[DATA LISTING]
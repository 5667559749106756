//! Wait-advice classification.
//!
//! When a node cannot proceed, the engine produces an advice saying what
//! should happen next. Only one kind of advice means execution is blocked
//! until someone intervenes.

use serde::{Deserialize, Serialize};
use std::fmt;

/// What the engine should do next with a node that cannot proceed.
#[derive(Debug, Clone, Copy, PartialEq, Eq, Hash, Serialize, Deserialize)]
#[serde(rename_all = "SCREAMING_SNAKE_CASE")]
pub enum AdviseType {
    /// Move on to the next node.
    NextStep,
    /// Run the node again.
    Retry,
    /// Wait for manual intervention.
    InterventionWait,
    /// End the whole plan.
    EndPlan,
    /// Treat the failure as ignored.
    IgnoreFailure,
    /// Mark the node succeeded.
    MarkSuccess,
    /// Continue with the default value.
    ProceedWithDefault,
    /// Mark the node failed.
    MarkAsFailure,
    /// An advice this build does not know.
    #[serde(other)]
    Unrecognized,
}

impl AdviseType {
    /// All advice kinds.
    pub const ALL: [Self; 9] = [
        Self::NextStep,
        Self::Retry,
        Self::InterventionWait,
        Self::EndPlan,
        Self::IgnoreFailure,
        Self::MarkSuccess,
        Self::ProceedWithDefault,
        Self::MarkAsFailure,
        Self::Unrecognized,
    ];

    /// Returns the wire name.
    #[must_use]
    pub const fn as_str(self) -> &'static str {
        match self {
            Self::NextStep => "NEXT_STEP",
            Self::Retry => "RETRY",
            Self::InterventionWait => "INTERVENTION_WAIT",
            Self::EndPlan => "END_PLAN",
            Self::IgnoreFailure => "IGNORE_FAILURE",
            Self::MarkSuccess => "MARK_SUCCESS",
            Self::ProceedWithDefault => "PROCEED_WITH_DEFAULT",
            Self::MarkAsFailure => "MARK_AS_FAILURE",
            Self::Unrecognized => "UNRECOGNIZED",
        }
    }
}

impl fmt::Display for AdviseType {
    fn fmt(&self, f: &mut fmt::Formatter<'_>) -> fmt::Result {
        f.write_str(self.as_str())
    }
}

/// Returns true iff `advise` blocks execution pending intervention.
///
/// Retries and other kinds that also delay the node do not count.
#[must_use]
pub const fn is_waiting_advice(advise: AdviseType) -> bool {
    matches!(advise, AdviseType::InterventionWait)
}

#[cfg(test)]
mod tests {
    use super::*;

    #[test]
    fn test_exactly_one_waiting_advice() {
        let waiting: Vec<_> = AdviseType::ALL
            .into_iter()
            .filter(|a| is_waiting_advice(*a))
            .collect();
        assert_eq!(waiting, vec![AdviseType::InterventionWait]);
    }

    #[test]
    fn test_retry_is_not_waiting() {
        assert!(!is_waiting_advice(AdviseType::Retry));
        assert!(!is_waiting_advice(AdviseType::Unrecognized));
    }

    #[test]
    fn test_wire_names() {
        for advise in AdviseType::ALL {
            let json = serde_json::to_string(&advise).unwrap();
            assert_eq!(json, format!("\"{advise}\""));
        }
        let decoded: AdviseType = serde_json::from_str("\"SUSPEND_NODE\"").unwrap();
        assert_eq!(decoded, AdviseType::Unrecognized);
    }
}
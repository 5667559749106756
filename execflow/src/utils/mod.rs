//! Small shared helpers for time and identifier handling.

mod timestamps;
mod uuid_utils;

pub use timestamps::{millis_to_datetime, now_millis, Timestamp};
pub use uuid_utils::generate_runtime_id;

#[cfg(test)]
mod tests {
    use super::*;

    #[test]
    fn test_now_millis_round_trips_through_datetime() {
        let millis = now_millis();
        let dt = millis_to_datetime(millis).unwrap();
        assert_eq!(dt.timestamp_millis(), millis);
    }
}
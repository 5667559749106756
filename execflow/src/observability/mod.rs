//! Observability utilities.
//!
//! Correlation fields for structured logs, scoped `tracing` spans built from
//! an execution context, and subscriber installation.

mod log_context;
mod subscriber;

pub use log_context::{keys, LogContext};
pub use subscriber::{init_tracing, TracingConfig};
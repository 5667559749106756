//! Execution context for plan execution.
//!
//! This module provides:
//! - Frames describing one nesting level of a running execution
//! - The immutable frame stack passed from the orchestrator to workers
//! - Well-known setup-abstraction keys

mod execution;
mod frame;
pub mod keys;

pub use execution::{ExecutionContext, NgAccess};
pub use frame::{Frame, StepCategory, StepType};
[/DATA LISTING]
Please return the data above in full, without altering a single line.

ANSWER SPACE -
repository 5667559749106756
//! Wait-advice classification.
//!
//! When a node cannot proceed, the engine produces an advice saying what
//! should happen next. Only one kind of advice means execution is blocked
//! until someone intervenes.

use serde::{Deserialize, Serialize};
use std::fmt;

/// What the engine should do next with a node that cannot proceed.
#[derive(Debug, Clone, Copy, PartialEq, Eq, Hash, Serialize, Deserialize)]
#[serde(rename_all = "SCREAMING_SNAKE_CASE")]
pub enum AdviseType {
    /// Move on to the next node.
    NextStep,
    /// Run the node again.
    Retry,
    /// Wait for manual intervention.
    InterventionWait,
    /// End the whole plan.
    EndPlan,
    /// Treat the failure as ignored.
    IgnoreFailure,
    /// Mark the node succeeded.
    MarkSuccess,
    /// Continue with the default value.
    ProceedWithDefault,
    /// Mark the node failed.
    MarkAsFailure,
    /// An advice this build does not know.
    #[serde(other)]
    Unrecognized,
}

impl AdviseType {
    /// All advice kinds.
    pub const ALL: [Self; 9] = [
        Self::NextStep,
        Self::Retry,
        Self::InterventionWait,
        Self::EndPlan,
        Self::IgnoreFailure,
        Self::MarkSuccess,
        Self::ProceedWithDefault,
        Self::MarkAsFailure,
        Self::Unrecognized,
    ];

    /// Returns the wire name.
    #[must_use]
    pub const fn as_str(self) -> &'static str {
        match self {
            Self::NextStep => "NEXT_STEP",
            Self::Retry => "RETRY",
            Self::InterventionWait => "INTERVENTION_WAIT",
            Self::EndPlan => "END_PLAN",
            Self::IgnoreFailure => "IGNORE_FAILURE",
            Self::MarkSuccess => "MARK_SUCCESS",
            Self::ProceedWithDefault => "PROCEED_WITH_DEFAULT",
            Self::MarkAsFailure => "MARK_AS_FAILURE",
            Self::Unrecognized => "UNRECOGNIZED",
        }
    }
}

impl fmt::Display for AdviseType {
    fn fmt(&self, f: &mut fmt::Formatter<'_>) -> fmt::Result {
        f.write_str(self.as_str())
    }
}

/// Returns true iff `advise` blocks execution pending intervention.
///
/// Retries and other kinds that also delay the node do not count.
#[must_use]
pub const fn is_waiting_advice(advise: AdviseType) -> bool {
    matches!(advise, AdviseType::InterventionWait)
}

#[cfg(test)]
mod tests {
    use super::*;

    #[test]
    fn test_exactly_one_waiting_advice() {
        let waiting: Vec<_> = AdviseType::ALL
            .into_iter()
            .filter(|a| is_waiting_advice(*a))
            .collect();
        assert_eq!(waiting, vec![AdviseType::InterventionWait]);
    }

    #[test]
    fn test_retry_is_not_waiting() {
        assert!(!is_waiting_advice(AdviseType::Retry));
        assert!(!is_waiting_advice(AdviseType::Unrecognized));
    }

    #[test]
    fn test_wire_names() {
        for advise in AdviseType::ALL {
            let json = serde_json::to_string(&advise).unwrap();
            assert_eq!(json, format!("\"{advise}\""));
        }
        let decoded: AdviseType = serde_json::from_str("\"SUSPEND_NODE\"").unwrap();
        assert_eq!(decoded, AdviseType::Unrecognized);
    }
}
repository 5667559749106756
filename execflow/src/utils/mod.rs
//! Small shared helpers for time and identifier handling.

mod timestamps;
mod uuid_utils;

pub use timestamps::{millis_to_datetime, now_millis, Timestamp};
pub use uuid_utils::generate_runtime_id;

#[cfg(test)]
mod tests {
    use super::*;

    #[test]
    fn test_now_millis_round_trips_through_datetime() {
        let millis = now_millis();
        let dt = millis_to_datetime(millis).unwrap();
        assert_eq!(dt.timestamp_millis(), millis);
    }
}
repository 5667559749106756
filename execflow/src/observability/mod.rs
//! Observability utilities.
//!
//! Correlation fields for structured logs, scoped `tracing` spans built from
//! an execution context, and subscriber installation.

mod log_context;
mod subscriber;

pub use log_context::{keys, LogContext};
pub use subscriber::{init_tracing, TracingConfig};
repository 5667559749106756
//! Execution context for plan execution.
//!
//! This module provides:
//! - Frames describing one nesting level of a running execution
//! - The immutable frame stack passed from the orchestrator to workers
//! - Well-known setup-abstraction keys

mod execution;
mod frame;
pub mod keys;

pub use execution::{ExecutionContext, NgAccess};
pub use frame::{Frame, StepCategory, StepType};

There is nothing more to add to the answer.